This one doesn't seem very exciting - perhaps there are local fixes
which can be made?

> b) There is an uncomfortable number of mechanisms serializing various paths
>    manipulating pagecache and data underlying it. We have i_mutex, page lock,
>    checks for page beyond EOF in pagefault code, i_dio_count for direct IO.
>    Different pairs of operations are serialized by different mechanisms and
>    not all the cases are covered. Case (a) above is likely the worst but DIO
>    vs buffered IO isn't ideal either (we provide only limited consistency).
>    The range locking should somewhat simplify serialization of pagecache
>    operations. So i_dio_count can be removed completely, i_mutex to certain
>    extent (we still need something for things like timestamp updates,
>    possibly for i_size changes although those can be dealt with I think).

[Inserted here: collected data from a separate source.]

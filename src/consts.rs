//! Encoding-imposed limits.

use static_assertions::const_assert;

/// Registers addressable by an 8-bit operand; also the frame-size ceiling.
pub const MAX_REGS: usize = 256;

/// Maximum declared or supplied argument count of a single call.
pub const MAX_ARGC: usize = 255;

/// Slots addressable by LDSYM's 16-bit symbol index.
pub const MAX_SYMBOLS: usize = 1 << 16;

/// Captures expressible by CLOSURE's 8-bit count operand.
pub const MAX_UPVALUES: usize = 255;

// Arguments land in the first `decl_argc` registers of the callee frame.
const_assert!(MAX_ARGC < MAX_REGS);
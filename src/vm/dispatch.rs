//! The dispatch loop.

use crate::error::{RuntimeError, RuntimeTrap};
use crate::value::Value;
use crate::vm::{alu, Vm};

use sable_asm::{decode_f64, decode_i64, ConstKind, Instruction, OpcodeRepr, RegisterId};

use std::cmp::Ordering;

use tracing::trace;

/// Outcome of one instruction.
pub(crate) enum Step {
    /// Keep dispatching.
    Proceed,
    /// A boundary frame returned this value; leave the loop.
    Exit(Value),
}

impl Vm {
    /// Dispatch until the frame stack drops back to `boundary`, i.e. until
    /// the boundary frame pushed by the caller executes RET.
    ///
    /// On failure the trap is materialised with the faulting instruction's
    /// word address and the stack trace captured before unwinding.
    pub(crate) fn execute(&mut self, boundary: usize) -> Result<Value, RuntimeTrap> {
        loop {
            let address = self.ip;

            match self.step() {
                Ok(Step::Proceed) => {}
                Ok(Step::Exit(value)) => return Ok(value),
                Err(error) => {
                    let trap = RuntimeTrap {
                        error,
                        address: Some(address),
                        backtrace: self.capture_backtrace(),
                    };
                    self.store_trap(&trap);
                    self.unwind_to(boundary);
                    return Err(trap);
                }
            }
        }
    }

    fn step(&mut self) -> Result<Step, RuntimeError> {
        let instr = Instruction::new(self.fetch()?);
        let op = OpcodeRepr::from_u8(instr.op())
            .ok_or(RuntimeError::InvalidOpcode(instr.op()))?;

        trace!(?op, a = instr.a(), b = instr.b(), c = instr.c(), "dispatch");

        match op {
            OpcodeRepr::CALL => self.op_call(instr.a(), instr.b(), instr.c())?,
            OpcodeRepr::RET => return self.op_ret(instr.a()),
            OpcodeRepr::JMP => self.op_jmp()?,
            OpcodeRepr::JZE => self.op_branch_if(instr.a(), false)?,
            OpcodeRepr::JNZ => self.op_branch_if(instr.a(), true)?,

            OpcodeRepr::EQ => {
                let equal = self.reg(instr.b())? == self.reg(instr.c())?;
                self.set_reg(instr.a(), Value::Bool(equal))?;
            }
            OpcodeRepr::NE => {
                let equal = self.reg(instr.b())? == self.reg(instr.c())?;
                self.set_reg(instr.a(), Value::Bool(!equal))?;
            }
            OpcodeRepr::LT => self.ordered(instr, |ord| ord == Ordering::Less)?,
            OpcodeRepr::LE => self.ordered(instr, |ord| ord != Ordering::Greater)?,
            OpcodeRepr::GT => self.ordered(instr, |ord| ord == Ordering::Greater)?,
            OpcodeRepr::GE => self.ordered(instr, |ord| ord != Ordering::Less)?,

            OpcodeRepr::ADD => self.binary(instr, alu::add)?,
            OpcodeRepr::SUB => self.binary(instr, alu::sub)?,
            OpcodeRepr::MUL => self.binary(instr, alu::mul)?,
            OpcodeRepr::DIV => self.binary(instr, alu::div)?,
            OpcodeRepr::MOD => self.binary(instr, alu::rem)?,
            OpcodeRepr::NEG => self.unary(instr, alu::neg)?,
            OpcodeRepr::INC => self.step_reg(instr.a(), 1)?,
            OpcodeRepr::DEC => self.step_reg(instr.a(), -1)?,

            OpcodeRepr::AND => self.binary(instr, alu::bit_and)?,
            OpcodeRepr::OR => self.binary(instr, alu::bit_or)?,
            OpcodeRepr::XOR => self.binary(instr, alu::bit_xor)?,
            OpcodeRepr::SHL => self.binary(instr, alu::shl)?,
            OpcodeRepr::SHR => self.binary(instr, alu::shr)?,
            OpcodeRepr::BITNOT => self.unary(instr, alu::bit_not)?,
            OpcodeRepr::LOGNOT => self.unary(instr, alu::log_not)?,

            OpcodeRepr::TYPEOF => {
                let name = Value::from(self.reg(instr.b())?.type_name());
                self.set_reg(instr.a(), name)?;
            }
            OpcodeRepr::CONCAT => self.binary(instr, alu::concat)?,

            OpcodeRepr::LDCONST => self.op_ldconst(instr.a(), instr.b())?,
            OpcodeRepr::LDSYM => self.op_ldsym(instr.a(), instr.mid())?,
            OpcodeRepr::MOV => {
                let value = self.reg(instr.b())?.clone();
                self.set_reg(instr.a(), value)?;
            }
            OpcodeRepr::ARGV => self.op_argv(instr.a())?,

            OpcodeRepr::NEWARR => self.set_reg(instr.a(), Value::new_array())?,
            OpcodeRepr::NEWHASH => self.set_reg(instr.a(), Value::new_hashmap())?,
            OpcodeRepr::IDXGET => self.op_idx_get(instr.a(), instr.b(), instr.c())?,
            OpcodeRepr::IDXSET => self.op_idx_set(instr.a(), instr.b(), instr.c())?,
            OpcodeRepr::ARRPUSH => self.op_arr_push(instr.a(), instr.b())?,

            OpcodeRepr::FUNCTION => self.op_function()?,
            OpcodeRepr::GLBVAL => self.op_glbval(instr.a(), instr.mid())?,
            OpcodeRepr::CLOSURE => self.op_closure(instr.a(), instr.b())?,
            OpcodeRepr::LDUPVAL => self.op_ldupval(instr.a(), instr.b())?,

            OpcodeRepr::METHOD => self.op_method(instr.a(), instr.b(), instr.c())?,
            OpcodeRepr::PROPGET => self.op_propget(instr.a(), instr.mid())?,
            OpcodeRepr::PROPSET => self.op_propset(instr.a(), instr.b(), instr.c())?,
        }

        Ok(Step::Proceed)
    }

    fn binary(
        &mut self,
        instr: Instruction,
        op: fn(&Value, &Value) -> Result<Value, RuntimeError>,
    ) -> Result<(), RuntimeError> {
        let value = op(self.reg(instr.b())?, self.reg(instr.c())?)?;
        self.set_reg(instr.a(), value)
    }

    fn unary(
        &mut self,
        instr: Instruction,
        op: fn(&Value) -> Result<Value, RuntimeError>,
    ) -> Result<(), RuntimeError> {
        let value = op(self.reg(instr.b())?)?;
        self.set_reg(instr.a(), value)
    }

    fn ordered(
        &mut self,
        instr: Instruction,
        accept: fn(Ordering) -> bool,
    ) -> Result<(), RuntimeError> {
        let ord = alu::compare(self.reg(instr.b())?, self.reg(instr.c())?)?;
        self.set_reg(instr.a(), Value::Bool(accept(ord)))
    }

    /// INC/DEC mutate their register in place.
    fn step_reg(&mut self, reg: RegisterId, delta: i64) -> Result<(), RuntimeError> {
        let index = self.reg_index(reg)?;
        let value = alu::step_by(&self.stack[index], delta)?;
        self.stack[index] = value;
        Ok(())
    }

    fn op_ldconst(&mut self, dst: RegisterId, kind: u8) -> Result<(), RuntimeError> {
        let kind = ConstKind::from_repr(kind)
            .ok_or(RuntimeError::MalformedBytecode("unknown constant kind"))?;

        let value = match kind {
            ConstKind::Nil => Value::Nil,
            ConstKind::False => Value::Bool(false),
            ConstKind::True => Value::Bool(true),
            ConstKind::Int => {
                let lo = self.fetch()?;
                let hi = self.fetch()?;
                Value::Int(decode_i64(lo, hi))
            }
            ConstKind::Float => {
                let lo = self.fetch()?;
                let hi = self.fetch()?;
                Value::Float(decode_f64(lo, hi))
            }
        };

        self.set_reg(dst, value)
    }
}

Those would be nice cleanups and simplifications, to make kernel
developers' lives easier.  And there is value in this, but doing this
means our users incur real costs.

I'm rather uncomfortable changes which make our lives easier at the
expense of our users.  If we had an infinite amount of labor, we
wouldn't do this.  In reality we have finite labor, but a small cost
dispersed amongst millions or billions of users becomes a very large
cost.

> c) i_mutex doesn't allow any paralellism of operations using it and some
>    filesystems workaround this for specific cases (e.g. DIO reads). Using
>    range locking allows for concurrent operations (e.g. writes, DIO) on
>    different parts of the file. Of course, range locking itself isn't
>    enough to make the parallelism possible. Filesystems still have to
>    somehow deal with the concurrency when manipulating inode allocation
>    data. But the range locking at least provides a common VFS mechanism for
>    serialization VFS itself needs and it's upto each filesystem to
>    serialize more if it needs to.

That would be useful to end-users, but I'm having trouble predicting
*how* useful.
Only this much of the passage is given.